------ Data to examine ------

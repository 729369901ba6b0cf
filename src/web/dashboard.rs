//! Chart-ready JSON specifications over the loaded corpus.
//!
//! The rendering layer is external: this module only computes aggregates and
//! shapes them as plotly-style `data`/`layout` specs with stable DOM ids.

use serde::Serialize;

use crate::corpus::corpus::LabeledCorpus;
use crate::corpus::stats::{category_distribution, most_frequent_tokens};

/// Number of tokens shown in the frequency chart.
const TOP_TOKENS: usize = 10;

/// A single renderer-consumable chart specification.
#[derive(Debug, Clone, Serialize)]
pub struct ChartSpec {
    pub data: Vec<Trace>,
    pub layout: Layout,
}

/// One data trace within a chart.
#[derive(Debug, Clone, Serialize)]
#[serde(tag = "type", rename_all = "lowercase")]
pub enum Trace {
    Pie {
        labels: Vec<String>,
        values: Vec<usize>,
    },
    Bar {
        x: Vec<String>,
        y: Vec<usize>,
    },
}

/// Chart layout metadata.
#[derive(Debug, Clone, Serialize)]
pub struct Layout {
    pub title: String,
}

/// The dashboard payload: chart specs plus their DOM ids.
#[derive(Debug, Clone, Serialize)]
pub struct DashboardResponse {
    pub ids: Vec<String>,
    pub graphs: Vec<ChartSpec>,
}

fn pie(title: &str, labels: [&str; 2], values: [usize; 2]) -> ChartSpec {
    ChartSpec {
        data: vec![Trace::Pie {
            labels: labels.iter().map(|l| l.to_string()).collect(),
            values: values.to_vec(),
        }],
        layout: Layout {
            title: title.to_string(),
        },
    }
}

/// Build the dashboard over the corpus; `None` when there is no data to show.
///
/// Charts for the `related` and `offer` categories appear only when those
/// columns exist in the loaded corpus.
pub fn build_dashboard(corpus: &LabeledCorpus) -> Option<DashboardResponse> {
    if corpus.is_empty() {
        return None;
    }

    let mut graphs = Vec::new();

    if let Some(related) = category_distribution(corpus, "related") {
        graphs.push(pie(
            "Distribution of Related Messages",
            ["Related", "Not Related"],
            [related.positive, related.negative],
        ));
    }

    if let Some(offer) = category_distribution(corpus, "offer") {
        graphs.push(pie(
            "Distribution of Offers",
            ["No Offer", "Offer"],
            [offer.negative, offer.positive],
        ));
    }

    let top = most_frequent_tokens(corpus, TOP_TOKENS);
    let (x, y): (Vec<String>, Vec<usize>) = top.into_iter().unzip();
    graphs.push(ChartSpec {
        data: vec![Trace::Bar { x, y }],
        layout: Layout {
            title: "Most Frequent Words".to_string(),
        },
    });

    let ids = (0..graphs.len()).map(|i| format!("graph-{i}")).collect();
    Some(DashboardResponse { ids, graphs })
}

------

### Required work
Every line from the one containing "let top = most_frequent_tokens(corpus, TOP_TOKENS);" through the final line of the data above is to be restated word for word, and nothing more.

### Solution to the exercise
    let top = most_frequent_tokens(corpus, TOP_TOKENS);
    let (x, y): (Vec<String>, Vec<usize>) = top.into_iter().unzip();
    graphs.push(ChartSpec {
        data: vec![Trace::Bar { x, y }],
        layout: Layout {
            title: "Most Frequent Words".to_string(),
        },
    });

    let ids = (0..graphs.len()).map(|i| format!("graph-{i}")).collect();
    Some(DashboardResponse { ids, graphs })
}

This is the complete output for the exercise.